BEGIN
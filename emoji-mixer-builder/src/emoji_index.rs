//! Emoji index pass: source records → sorted [`EmojiRecord`] list.

use crate::source::RawEmoji;
use emoji_mixer_catalog::records::{
    EmojiIndexArtifact, EmojiRecord, default_category, default_order,
};
use serde_json::Value;

/// Convert one source element into an index record.
///
/// Returns `None` unless both the glyph and its codepoint are present and
/// non-empty.
pub fn emoji_record(raw: &RawEmoji) -> Option<EmojiRecord> {
    let emoji = raw.emoji.as_deref().filter(|s| !s.is_empty())?;
    let codepoint = raw.emoji_codepoint.as_deref().filter(|s| !s.is_empty())?;
    let keywords = raw.keyword_strings();

    Some(EmojiRecord {
        emoji: emoji.to_string(),
        codepoint: codepoint.to_lowercase(),
        name: raw
            .alt
            .clone()
            .or_else(|| keywords.first().cloned())
            .unwrap_or_default(),
        keywords,
        category: raw.category.clone().unwrap_or_else(default_category),
        subcategory: raw.subcategory.clone().unwrap_or_default(),
        order: raw.g_board_order.clone().unwrap_or_else(default_order),
        has_mix: raw.has_combinations(),
    })
}

/// Build the index records for a parsed source, sorted by `order`.
///
/// The sort is stable, so records with equal rank keep source order.
pub fn build_emoji_records(source: &[Value]) -> Vec<EmojiRecord> {
    let mut skipped = 0usize;
    let mut records: Vec<EmojiRecord> = source
        .iter()
        .filter_map(|item| {
            let record = RawEmoji::from_value(item).and_then(|raw| emoji_record(&raw));
            if record.is_none() {
                skipped += 1;
            }
            record
        })
        .collect();

    if skipped > 0 {
        log::debug!("Skipped {} source records missing emoji or codepoint", skipped);
    }

    records.sort_by(|a, b| a.rank().total_cmp(&b.rank()));
    records
}

/// Wrap records into the `emojiIndex.json` envelope.
pub fn build_emoji_index(source: &[Value], generated_at: String) -> EmojiIndexArtifact {
    let emojis = build_emoji_records(source);
    EmojiIndexArtifact {
        generated_at,
        count: emojis.len(),
        emojis,
    }
}

#[cfg(test)]
mod tests {
    use super::*;
    use serde_json::json;

    #[test]
    fn test_grinning_example() {
        let source = vec![json!({
            "emoji": "😀",
            "emojiCodepoint": "1F600",
            "keywords": ["grinning"],
            "gBoardOrder": 5
        })];
        let records = build_emoji_records(&source);
        assert_eq!(records.len(), 1);
        let rec = &records[0];
        assert_eq!(rec.codepoint, "1f600");
        assert_eq!(rec.name, "grinning");
        assert_eq!(rec.order.as_i64(), Some(5));
        assert_eq!(rec.category, "other");
        assert_eq!(rec.subcategory, "");
        assert!(!rec.has_mix);
    }

    #[test]
    fn test_missing_emoji_skipped() {
        let source = vec![
            json!({"emojiCodepoint": "1f600"}),
            json!({"emoji": "🔥"}),
            json!({"emoji": "", "emojiCodepoint": "1f525"}),
            Value::Null,
            json!({"emoji": "👻", "emojiCodepoint": "1f47b"}),
        ];
        let records = build_emoji_records(&source);
        assert_eq!(records.len(), 1);
        assert_eq!(records[0].emoji, "👻");
    }

    #[test]
    fn test_alt_preferred_over_keyword() {
        let raw = RawEmoji::from_value(&json!({
            "emoji": "🔥",
            "emojiCodepoint": "1f525",
            "alt": "fire",
            "keywords": ["flame", "hot"],
            "category": "travel",
            "subcategory": "sky",
            "combinations": [{}]
        }))
        .unwrap();
        let rec = emoji_record(&raw).unwrap();
        assert_eq!(rec.name, "fire");
        assert_eq!(rec.keywords, vec!["flame", "hot"]);
        assert_eq!(rec.category, "travel");
        assert_eq!(rec.subcategory, "sky");
        assert!(rec.has_mix);
    }

    #[test]
    fn test_stable_sort_unranked_last() {
        let source = vec![
            json!({"emoji": "a", "emojiCodepoint": "61"}),
            json!({"emoji": "b", "emojiCodepoint": "62", "gBoardOrder": 2}),
            json!({"emoji": "c", "emojiCodepoint": "63", "gBoardOrder": 1}),
            json!({"emoji": "d", "emojiCodepoint": "64", "gBoardOrder": 2}),
            json!({"emoji": "e", "emojiCodepoint": "65"}),
        ];
        let order: Vec<_> = build_emoji_records(&source)
            .into_iter()
            .map(|r| r.emoji)
            .collect();
        assert_eq!(order, vec!["c", "b", "d", "a", "e"]);
    }

    #[test]
    fn test_fractional_order_kept() {
        let source = vec![
            json!({"emoji": "a", "emojiCodepoint": "61", "gBoardOrder": 6}),
            json!({"emoji": "b", "emojiCodepoint": "62", "gBoardOrder": 5.5}),
            json!({"emoji": "c", "emojiCodepoint": "63", "gBoardOrder": 5}),
        ];
        let records = build_emoji_records(&source);
        let order: Vec<_> = records.iter().map(|r| r.emoji.as_str()).collect();
        assert_eq!(order, vec!["c", "b", "a"]);

        let json = serde_json::to_value(&records).unwrap();
        assert_eq!(json[0]["order"], 5);
        assert_eq!(json[1]["order"], 5.5);
    }

    #[test]
    fn test_envelope_count() {
        let source = vec![json!({"emoji": "😀", "emojiCodepoint": "1f600"})];
        let artifact = build_emoji_index(&source, "2024-01-01T00:00:00.000Z".to_string());
        assert_eq!(artifact.count, 1);
        assert_eq!(artifact.generated_at, "2024-01-01T00:00:00.000Z");
    }
}
//! Codepoint string encoding.
//!
//! Converts emoji glyphs into the canonical codepoint string used throughout
//! the catalog: lowercase hex scalar values joined by `-`, with no leading
//! zero padding. For example "😀" becomes `1f600` and "👩‍💻" becomes
//! `1f469-200d-1f4bb`.

use thiserror::Error;
use unicode_segmentation::UnicodeSegmentation;

/// Separator between scalar values in a codepoint string.
pub const CODEPOINT_SEPARATOR: char = '-';

/// Errors produced when turning a codepoint string back into a glyph.
#[derive(Debug, Clone, PartialEq, Eq, Error)]
pub enum CodepointError {
    /// The input was empty or contained an empty segment (e.g. `1f600--fe0f`).
    #[error("empty codepoint segment in '{0}'")]
    EmptySegment(String),

    /// A segment was not valid hexadecimal.
    #[error("invalid hex segment '{segment}' in '{input}'")]
    InvalidHex {
        /// The full codepoint string.
        input: String,
        /// The offending segment.
        segment: String,
    },

    /// A segment parsed but is not a Unicode scalar value (surrogate or > U+10FFFF).
    #[error("U+{value:X} is not a Unicode scalar value")]
    NotScalar {
        /// The parsed numeric value.
        value: u32,
    },
}

/// Encode a glyph into its canonical codepoint string.
///
/// Every scalar value is written as lowercase hex, in order, so joiners and
/// variation selectors are kept. Never fails; the empty string encodes to
/// the empty string.
pub fn encode(glyph: &str) -> String {
    glyph
        .chars()
        .map(|c| format!("{:x}", u32::from(c)))
        .collect::<Vec<_>>()
        .join("-")
}

/// Decode a codepoint string such as `1f469-200d-1f4bb` back into a glyph.
///
/// Hex digits are accepted in either case.
pub fn decode(codepoints: &str) -> Result<String, CodepointError> {
    let trimmed = codepoints.trim();
    if trimmed.is_empty() {
        return Err(CodepointError::EmptySegment(codepoints.to_string()));
    }

    let mut glyph = String::new();
    for segment in trimmed.split(CODEPOINT_SEPARATOR) {
        if segment.is_empty() {
            return Err(CodepointError::EmptySegment(codepoints.to_string()));
        }
        let value =
            u32::from_str_radix(segment, 16).map_err(|_| CodepointError::InvalidHex {
                input: codepoints.to_string(),
                segment: segment.to_string(),
            })?;
        let c = char::from_u32(value).ok_or(CodepointError::NotScalar { value })?;
        glyph.push(c);
    }
    Ok(glyph)
}

/// Returns true if `s` looks like a codepoint string rather than a glyph.
///
/// Only ASCII hex digits and separators qualify, so any emoji glyph is
/// rejected immediately.
pub fn is_codepoint_string(s: &str) -> bool {
    !s.is_empty()
        && s.chars()
            .all(|c| c.is_ascii_hexdigit() || c == CODEPOINT_SEPARATOR)
        && !s.starts_with(CODEPOINT_SEPARATOR)
        && !s.ends_with(CODEPOINT_SEPARATOR)
}

/// Split text into user-perceived characters (extended grapheme clusters).
///
/// "😀🔥" yields two glyphs while a ZWJ sequence such as "👩‍💻" stays whole.
pub fn split_glyphs(text: &str) -> Vec<&str> {
    text.graphemes(true).collect()
}

#[cfg(test)]
mod tests {
    use super::*;

    #[test]
    fn test_encode_single_scalar() {
        assert_eq!(encode("😀"), "1f600");
        assert_eq!(encode("🔥"), "1f525");
    }

    #[test]
    fn test_encode_zwj_sequence() {
        assert_eq!(encode("👩\u{200d}💻"), "1f469-200d-1f4bb");
    }

    #[test]
    fn test_encode_keeps_variation_selector() {
        assert_eq!(encode("❤\u{fe0f}"), "2764-fe0f");
    }

    #[test]
    fn test_encode_no_zero_padding() {
        // '#' is U+0023
        assert_eq!(encode("#"), "23");
    }

    #[test]
    fn test_encode_empty() {
        assert_eq!(encode(""), "");
    }

    #[test]
    fn test_encode_is_lowercase() {
        let encoded = encode("\u{1F4AF}");
        assert_eq!(encoded, encoded.to_lowercase());
        assert_eq!(encoded, "1f4af");
    }

    #[test]
    fn test_decode_sequence() {
        assert_eq!(decode("1f469-200d-1f4bb").unwrap(), "👩\u{200d}💻");
    }

    #[test]
    fn test_decode_uppercase() {
        assert_eq!(decode("1F600").unwrap(), "😀");
    }

    #[test]
    fn test_decode_round_trip_lowercases() {
        assert_eq!(encode(&decode("1F469-200D-1F4BB").unwrap()), "1f469-200d-1f4bb");
    }

    #[test]
    fn test_decode_invalid_hex() {
        let err = decode("zz").unwrap_err();
        assert!(matches!(err, CodepointError::InvalidHex { .. }));
    }

    #[test]
    fn test_decode_empty_segment() {
        assert!(matches!(
            decode("1f600--fe0f"),
            Err(CodepointError::EmptySegment(_))
        ));
        assert!(matches!(decode(""), Err(CodepointError::EmptySegment(_))));
    }

    #[test]
    fn test_decode_surrogate_rejected() {
        assert_eq!(
            decode("d800"),
            Err(CodepointError::NotScalar { value: 0xd800 })
        );
    }

    #[test]
    fn test_is_codepoint_string() {
        assert!(is_codepoint_string("1f600"));
        assert!(is_codepoint_string("1F469-200D-1F4BB"));
        assert!(!is_codepoint_string("😀"));
        assert!(!is_codepoint_string(""));
        assert!(!is_codepoint_string("-1f600"));
        assert!(!is_codepoint_string("fire"));
    }

    #[test]
    fn test_split_glyphs() {
        assert_eq!(split_glyphs("😀🔥"), vec!["😀", "🔥"]);
        assert_eq!(split_glyphs("👩\u{200d}💻😀").len(), 2);
        assert!(split_glyphs("").is_empty());
    }
}
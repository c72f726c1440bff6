//! Offline builders for emoji-mixer.
//!
//! Both builders read the same raw emoji metadata (`emoji.json`) and write
//! one static artifact each:
//!
//! - [`run_emoji_index`]: `public/emojiIndex.json`, the pickable emoji
//!   sorted by rank
//! - [`run_pair_mixes`]: `public/pairMixes.json`, one mashup per unordered
//!   pair, newest date wins
//!
//! A source that fails to parse, or has the wrong top-level shape, aborts
//! the build before anything is written.

pub mod artifact;
pub mod emoji_index;
pub mod error;
pub mod pair_mixes;
pub mod source;

pub use emoji_index::{build_emoji_index, build_emoji_records};
pub use error::BuildError;
pub use pair_mixes::{build_pair_mixes, build_pair_records};

use std::fs;
use std::path::{Path, PathBuf};

/// Default raw metadata file, relative to the working directory.
pub const DEFAULT_SOURCE_PATH: &str = "emoji.json";
/// Default directory the artifacts are written to.
pub const DEFAULT_PUBLIC_DIR: &str = "public";
pub const EMOJI_INDEX_FILE: &str = "emojiIndex.json";
pub const PAIR_MIXES_FILE: &str = "pairMixes.json";

/// Input and output locations for a build.
#[derive(Debug, Clone, PartialEq, Eq)]
pub struct BuildPaths {
    pub source: PathBuf,
    pub emoji_index: PathBuf,
    pub pair_mixes: PathBuf,
}

impl Default for BuildPaths {
    fn default() -> Self {
        Self::new(DEFAULT_SOURCE_PATH, DEFAULT_PUBLIC_DIR)
    }
}

impl BuildPaths {
    /// Paths for a source file and a public directory, using the standard
    /// artifact file names.
    pub fn new(source: impl Into<PathBuf>, public_dir: impl AsRef<Path>) -> Self {
        let public_dir = public_dir.as_ref();
        Self {
            source: source.into(),
            emoji_index: public_dir.join(EMOJI_INDEX_FILE),
            pair_mixes: public_dir.join(PAIR_MIXES_FILE),
        }
    }
}

/// Outcome of a successful build.
#[derive(Debug, Clone, PartialEq, Eq)]
pub struct BuildReport {
    pub output: PathBuf,
    pub count: usize,
}

fn read_source(path: &Path) -> Result<Vec<serde_json::Value>, BuildError> {
    log::info!("Reading emoji source from {:?}", path);
    let text = fs::read_to_string(path).map_err(|e| BuildError::io(path, e))?;
    source::parse_source(&text)
}

/// Build `emojiIndex.json` from the source.
pub fn run_emoji_index(paths: &BuildPaths) -> Result<BuildReport, BuildError> {
    let items = read_source(&paths.source)?;
    let artifact = build_emoji_index(&items, artifact::generated_at());
    artifact::write_json(&paths.emoji_index, &artifact)?;

    log::info!(
        "Wrote {} emoji records to {:?}",
        artifact.count,
        paths.emoji_index
    );
    Ok(BuildReport {
        output: paths.emoji_index.clone(),
        count: artifact.count,
    })
}

/// Build `pairMixes.json` from the source.
pub fn run_pair_mixes(paths: &BuildPaths) -> Result<BuildReport, BuildError> {
    let items = read_source(&paths.source)?;
    let artifact = build_pair_mixes(&items, artifact::generated_at());
    artifact::write_json(&paths.pair_mixes, &artifact)?;

    log::info!("Wrote {} pairs to {:?}", artifact.count, paths.pair_mixes);
    Ok(BuildReport {
        output: paths.pair_mixes.clone(),
        count: artifact.count,
    })
}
END
Work to complete: The stretch of entries above that starts with the line containing "impl Default for" and goes on through the line containing "pub fn new(source: impl" is to be transcribed exactly, and no other line is to be transcribed.

Result for this task:
impl Default for BuildPaths {
    fn default() -> Self {
        Self::new(DEFAULT_SOURCE_PATH, DEFAULT_PUBLIC_DIR)
    }
}

impl BuildPaths {
    /// Paths for a source file and a public directory, using the standard
    /// artifact file names.
    pub fn new(source: impl Into<PathBuf>, public_dir: impl AsRef<Path>) -> Self {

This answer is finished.